The notion that men don’t have the right to contribute to debate about feminist issues is divisive, regressive and petty: obviously men have a pretty negligible amount of first-hand experience when it comes to actually being in possession of a vagina and all that entails, but continuing to cultivate the idea of feminism and ‘women’s issues’ as a very separate club that only women are allowed to join is phenomenally unhelpful in terms of inspiring any actual change. Purposefully remaining on the fringes is actively obtrusive.

The debunking of rape myths is another key issue well addressed in the ‘Gender Agenda’, the assertion that “what rape myths are really saying is that women aren’t really human, they are sex objects” valid and important. But don’t do the same disservice to men. Don’t assume that every member of the male sex is a sexually voracious libido-fiend who seeks to perpetuate these enabling fictions: that, also, is categorising an entire group of people as sex objects, albeit of a more predatory kind.
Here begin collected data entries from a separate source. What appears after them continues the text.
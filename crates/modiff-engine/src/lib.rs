//! modiff engine - the I/O around the pure diff core
//!
//! Loads configuration, parses chat commands, fetches both revisions from
//! the Nexus Mods API concurrently, and delivers the chunked changelog to a
//! reply channel in order.

pub mod commands;
pub mod config;
pub mod fetch;
pub mod frontend;
pub mod listener;
pub mod reply;

pub use commands::{
    respond, respond_to, run_diff, CommandContext, CommandOutcome, DiffCommand, DiffReport,
};
pub use config::AppConfig;
pub use fetch::{NexusClient, RevisionSource};
pub use listener::{listen, ListenSummary};
pub use reply::{deliver, ReplyChannel, SendError};
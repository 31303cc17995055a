use async_trait::async_trait;
use tokio::io::AsyncWriteExt;

use super::{ReplyChannel, SendError};

/// Writes each message to stdout, followed by a newline
#[derive(Debug, Default, Clone, Copy)]
pub struct StdoutChannel;

#[async_trait]
impl ReplyChannel for StdoutChannel {
    async fn send(&self, text: &str) -> Result<(), SendError> {
        let mut line = String::with_capacity(text.len() + 1);
        line.push_str(text);
        if !text.ends_with('\n') {
            line.push('\n');
        }

        let mut out = tokio::io::stdout();
        out.write_all(line.as_bytes())
            .await
            .map_err(|e| SendError(format!("stdout write failed: {}", e)))?;
        out.flush()
            .await
            .map_err(|e| SendError(format!("stdout flush failed: {}", e)))
    }
}
//! modiff CLI
//!
//! Changelogs between two revisions of a mod collection, on demand or as a
//! line-oriented chat listener.

use std::path::PathBuf;
use std::process::ExitCode;

use clap::{Parser, Subcommand};
use modiff_core::errors::ModiffError;
use modiff_engine::frontend::user_message;

mod commands;

#[derive(Debug, Parser)]
#[command(name = "modiff")]
#[command(about = "modiff - Mod collection revision changelogs", long_about = None)]
struct Cli {
    /// Config file (default: modiff.toml in the working directory, if present)
    #[arg(long, global = true)]
    config: Option<PathBuf>,

    #[command(subcommand)]
    command: Commands,
}

#[derive(Debug, Subcommand)]
enum Commands {
    /// Diff two revisions of a collection
    Diff(commands::diff::DiffArgs),
    /// Answer diff commands read line by line from stdin
    Listen(commands::listen::ListenArgs),
}

#[tokio::main]
async fn main() -> ExitCode {
    let cli = Cli::parse();
    let config_path = cli.config.as_deref();

    let result = match cli.command {
        Commands::Diff(args) => commands::diff::execute(args, config_path).await,
        Commands::Listen(args) => commands::listen::execute(args, config_path).await,
    };

    match result {
        Ok(()) => ExitCode::SUCCESS,
        Err(e) => report_failure(&e),
    }
}

/// Usage errors exit 2 like clap's own, everything else exits 1.
///
/// Command errors are shown as the same short text chat users get; their
/// detail stays in the logs. Configuration and setup errors are shown in
/// full.
fn report_failure(err: &anyhow::Error) -> ExitCode {
    if err.downcast_ref::<commands::Answered>().is_some() {
        return ExitCode::FAILURE;
    }

    match err.downcast_ref::<ModiffError>() {
        Some(e) if matches!(e, ModiffError::Usage { .. }) => {
            eprintln!("{}", user_message(e));
            ExitCode::from(2)
        }
        Some(e) if !matches!(e, ModiffError::Config { .. }) => {
            eprintln!("{}", user_message(e));
            ExitCode::FAILURE
        }
        _ => {
            eprintln!("Error: {:#}", err);
            ExitCode::FAILURE
        }
    }
}
//! Structured logging facility for modiff
//!
//! - Single initialization point via `init(profile)`
//! - Operation macros (`log_op_start!`, `log_op_end!`, `log_op_error!`)
//!   emitting the canonical `component`/`op`/`event` fields
//! - Test capture mode for asserting on emitted events
//!
//! # Usage
//!
//! ```rust
//! use modiff_core::logging_facility::{init, Profile};
//!
//! init(Profile::Development);
//! ```

pub mod init;
pub mod macros;
pub mod test_capture;

pub use init::{init, Profile};
pub use test_capture::{init_test_capture, CapturedEvent, TestCapture};
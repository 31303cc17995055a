use std::sync::Mutex;

use async_trait::async_trait;

use super::{ReplyChannel, SendError};

/// Records sent messages in memory. Optionally rejects the message at a
/// given zero-based index, and every message after it.
#[derive(Debug, Default)]
pub struct MemoryChannel {
    sent: Mutex<Vec<String>>,
    fail_at: Option<usize>,
}

impl MemoryChannel {
    pub fn new() -> Self {
        Self::default()
    }

    /// A channel whose `index`-th send fails
    pub fn failing_at(index: usize) -> Self {
        Self {
            sent: Mutex::new(Vec::new()),
            fail_at: Some(index),
        }
    }

    /// Messages successfully sent so far, in order
    pub fn messages(&self) -> Vec<String> {
        self.sent.lock().map(|m| m.clone()).unwrap_or_default()
    }
}

#[async_trait]
impl ReplyChannel for MemoryChannel {
    async fn send(&self, text: &str) -> Result<(), SendError> {
        let mut sent = self
            .sent
            .lock()
            .map_err(|_| SendError("memory channel poisoned".to_string()))?;
        if self.fail_at.is_some_and(|i| sent.len() >= i) {
            return Err(SendError(format!("rejected message {}", sent.len())));
        }
        sent.push(text.to_string());
        Ok(())
    }
}
//! Reply channels and in-order delivery of chunked reports.

pub mod discord;
pub mod memory;
pub mod stdout;

use std::num::NonZeroUsize;
use std::time::Instant;

use async_trait::async_trait;
use modiff_core::chunk::chunk_text;
use modiff_core::errors::{ModiffError, Result};
use modiff_core::{log_op_end, log_op_error, log_op_start};
use thiserror::Error;

pub use discord::DiscordChannel;
pub use memory::MemoryChannel;
pub use stdout::StdoutChannel;

/// A single message could not be sent
#[derive(Debug, Clone, PartialEq, Eq, Error)]
#[error("{0}")]
pub struct SendError(pub String);

/// Where replies go. The only operation the core needs.
#[async_trait]
pub trait ReplyChannel: Send + Sync {
    async fn send(&self, text: &str) -> std::result::Result<(), SendError>;
}

/// Chunk `text` and send each chunk in order, awaiting every send before the
/// next.
///
/// Returns the number of chunks sent. Empty text sends nothing. The first
/// failed send stops delivery; chunks already sent stay sent.
///
/// # Errors
///
/// `ModiffError::Delivery` carrying how many chunks went out before the
/// failure.
pub async fn deliver(
    text: &str,
    limit: NonZeroUsize,
    channel: &dyn ReplyChannel,
) -> Result<usize> {
    let start = Instant::now();
    let chunks = chunk_text(text, limit);
    let total = chunks.len();
    log_op_start!("deliver", chunk_count = total);

    for (delivered, chunk) in chunks.iter().enumerate() {
        if let Err(e) = channel.send(chunk).await {
            let err = ModiffError::Delivery {
                delivered,
                total,
                message: e.to_string(),
            };
            log_op_error!(
                "deliver",
                err.clone(),
                duration_ms = start.elapsed().as_millis() as u64
            );
            return Err(err);
        }
    }

    log_op_end!(
        "deliver",
        duration_ms = start.elapsed().as_millis() as u64,
        chunk_count = total
    );
    Ok(total)
}
//! Splitting of long report text into transport-sized segments.
//!
//! Chat transports reject messages above a fixed size, so a report is cut
//! into contiguous segments of at most `limit` characters. Lengths are
//! counted in Unicode scalar values, and cuts always land on a character
//! boundary.

use std::num::NonZeroUsize;

/// Discord's hard message maximum, in characters
pub const TRANSPORT_MAX_CHARS: usize = 2000;

/// Default segment size, below [`TRANSPORT_MAX_CHARS`] to leave room for
/// enclosing formatting
pub const DEFAULT_CHUNK_LIMIT: usize = 1900;

/// Split `text` into contiguous, non-overlapping segments of at most `limit`
/// characters each.
///
/// Concatenating the result yields `text` exactly. An empty input yields no
/// segments. For a text of `L` characters the result has `ceil(L / limit)`
/// segments.
pub fn chunk_text(text: &str, limit: NonZeroUsize) -> Vec<String> {
    let limit = limit.get();
    let mut chunks = Vec::new();
    let mut start = 0;
    let mut count = 0;

    for (byte_pos, _) in text.char_indices() {
        if count == limit {
            chunks.push(text[start..byte_pos].to_string());
            start = byte_pos;
            count = 0;
        }
        count += 1;
    }

    if start < text.len() {
        chunks.push(text[start..].to_string());
    }

    chunks
}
Feminsim, sexism and all that these impressively divisive terms encompass have been in the public consciousness more than usual lately, whether due to the reactivated debate on the 12 week limit on abortions, the Australian Prime Minister Julia Gillard’s impressive attack on her misogynist opponent in parliament or the revelations about Jimmy Saville’s sexual abuse. Now is the time to be pushing feminism forward as common sense, shared by both men and women, not to be perpetuating the tired stereotypes of man-hating feminists that the ‘Gender Agenda’ unfortunately repeatedly succumbs to. Think about it. Be angry; oh by all means be angry: it’s a way to fight apathy, to get things done. But above all, be rational. Don’t sink into hypocrisy and misandry: two wrongs really have never been particularly productive in creating rights.